Claims of a toxic culture within ANZ have been labelled weak, and a publicity stunt aimed at getting multimillion-dollar settlements. McDonald Murholme Managing Director Alan McDonald provides commentary on the sensational claims of sacked ANZ traders.

See below article for further details.

‘Lawyers say sacked traders must prove ANZ Bank condoned toxic culture’ – Australian Financial Review  

Employment lawyers said sensational claims by two sacked ANZ Banking Group traders that the bank’s toxic culture influenced their behaviour were weak, and a publicity stunt aimed at getting multimillion-dollar settlements.

But others, who spoke on the condition of anonymity due to potential conflict of interest with ANZ, said the traders may have a case if they can prove ANZ condoned a culture of sex, drugs and alcohol.

Etienne Alexiou and Patrick O’Connor, who were fired for inappropriate behaviour last year, are suing the bank for tens of millions of dollars. They claim the bank tolerated visits to lap-dancing, drunk driving and jokes about cocaine on birthday cakes.

Employsure managing director Edward Mallett said in his view the legal case was primarily a “PR campaign” aimed at putting pressure on the bank to pay the men to drop their lawsuits.

“As it was in the David Jones case, the priority is to generate media content off it, and the legality of the claim will be secondary to the PR campaign,” he said. “They prepared this dirty laundry to be washed in public.”

But Mr Alexiou’s lawyer, Peter Punch of Carroll O’Dea, denied Mr Alexiou was seeking publicity for his case. He said Mr Alexiou did not cooperate with the publication of the original story in The Australian Financial Review and he did not wish his case to feature in the media.

“Our client [Mr Alexiou] has no intention of ventilating his claims against the bank in the media, as he believes that the proper forum for those claims is his case before the Federal Court,” Mr Punch said in an email to The Financial Review.

Holding Redlich employment lawyer Charles Power said the claim was manufactured to win a settlement from ANZ.

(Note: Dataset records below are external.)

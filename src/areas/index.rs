//! Working index (staging area)
//!
//! The index holds the snapshot that the next commit will record. After a
//! commit or checkout it is a copy of the HEAD snapshot; `add` and `rm`
//! then edit it path by path.
//!
//! ## Index File Format
//!
//! The index file contains:
//! - Header: Signature, version, and entry count
//! - Entries: Sorted list of tracked paths with their blob digests
//! - Checksum: SHA-1 hash of the entire index for integrity verification

use crate::artifacts::index::checksum::Checksum;
use crate::artifacts::index::index_entry::IndexEntry;
use crate::artifacts::index::index_header::IndexHeader;
use crate::artifacts::index::{HEADER_SIZE, SIGNATURE, VERSION};
use crate::artifacts::objects::tree::Tree;
use anyhow::{Context, anyhow};
use fake::rand;
use std::io::{BufReader, BufWriter, Write};
use std::path::Path;

pub const INDEX_FILE: &str = "index";

#[derive(Debug, Clone)]
pub struct Index {
    /// Path to the index file (typically `.gitlet/index`)
    path: Box<Path>,
    tree: Tree,
    /// Flag indicating if the index has been modified since loading
    changed: bool,
}

impl Index {
    pub fn new(path: Box<Path>) -> Self {
        Index {
            path,
            tree: Tree::new(),
            changed: false,
        }
    }

    pub fn path(&self) -> &Path {
        &self.path
    }

    pub fn tree(&self) -> &Tree {
        &self.tree
    }

    pub fn tree_mut(&mut self) -> &mut Tree {
        self.changed = true;
        &mut self.tree
    }

    /// Replace the staged snapshot, e.g. with a copy of a commit's snapshot
    pub fn replace(&mut self, tree: Tree) {
        self.tree = tree;
        self.changed = true;
    }

    pub fn is_changed(&self) -> bool {
        self.changed
    }

    /// Load the index from disk
    ///
    /// A missing file yields an empty index.
    pub fn rehydrate(&mut self) -> anyhow::Result<()> {
        self.tree = Tree::new();
        self.changed = false;

        if !self.path.exists() {
            return Ok(());
        }

        let index_file = std::fs::File::open(&self.path)
            .with_context(|| format!("Unable to open index file {}", self.path.display()))?;
        let mut reader = Checksum::new(BufReader::new(index_file));

        let entries_count = Self::parse_header(&mut reader)?;
        for _ in 0..entries_count {
            let entry = IndexEntry::deserialize(&mut reader)?;
            self.tree.insert(entry.name, entry.oid);
        }

        reader.verify()
    }

    /// Persist the index if it changed since it was loaded
    pub fn write_updates(&mut self) -> anyhow::Result<()> {
        if !self.changed {
            return Ok(());
        }

        let index_dir = self
            .path
            .parent()
            .context(format!("Invalid index path {}", self.path.display()))?;
        let temp_path = index_dir.join(format!("{INDEX_FILE}.{}.tmp", rand::random::<u32>()));

        let temp_file = std::fs::File::create(&temp_path)
            .with_context(|| format!("Unable to create index file {}", temp_path.display()))?;
        let mut writer = Checksum::new(BufWriter::new(temp_file));

        let entries_count = u32::try_from(self.tree.len())
            .map_err(|_| anyhow!("Too many entries for the index"))?;
        writer.write(&IndexHeader::for_entries(entries_count).serialize()?)?;
        for (name, oid) in self.tree.iter() {
            writer.write(&IndexEntry::new(name, oid).serialize()?)?;
        }
        writer.write_checksum()?;
        writer
            .into_inner()
            .flush()
            .context("Unable to flush index file")?;

        // rename the temp file to the index file to make it atomic
        std::fs::rename(&temp_path, &self.path)
            .with_context(|| format!("Unable to rename index file to {}", self.path.display()))?;

        self.changed = false;
        Ok(())
    }

    fn parse_header<R: std::io::Read>(reader: &mut Checksum<R>) -> anyhow::Result<u32> {
        let header_bytes = reader.read(HEADER_SIZE)?;
        let header = IndexHeader::deserialize(&header_bytes)?;

        if header.marker != SIGNATURE {
            return Err(anyhow!("Invalid index file signature"));
        }

        if header.version != VERSION {
            return Err(anyhow!(
                "Unsupported index file version: {}",
                header.version
            ));
        }

        Ok(header.entries_count)
    }
}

“It’s not an easy case to make, especially when these people are highly paid professionals. It’s not good enough to simply say, ‘Sure, I did it, but he did it too,'” he said. “I suspect this is really a case created with a view of achieving a settlement.”


McDonald Murholme managing partner Alan McDonald said the traders needed to prove the bank’s code of conduct was meaningless because not properly enforced.

“You can’t dig out of the bottom of the drawer a code which you haven’t been regularly monitoring,” he said.

In both termination letters, ANZ said the traders acted inconsistently with ANZ’s code of conduct when they used “highly offensive and inappropriate” language in emails and chat messages about strip clubs, drugs and women.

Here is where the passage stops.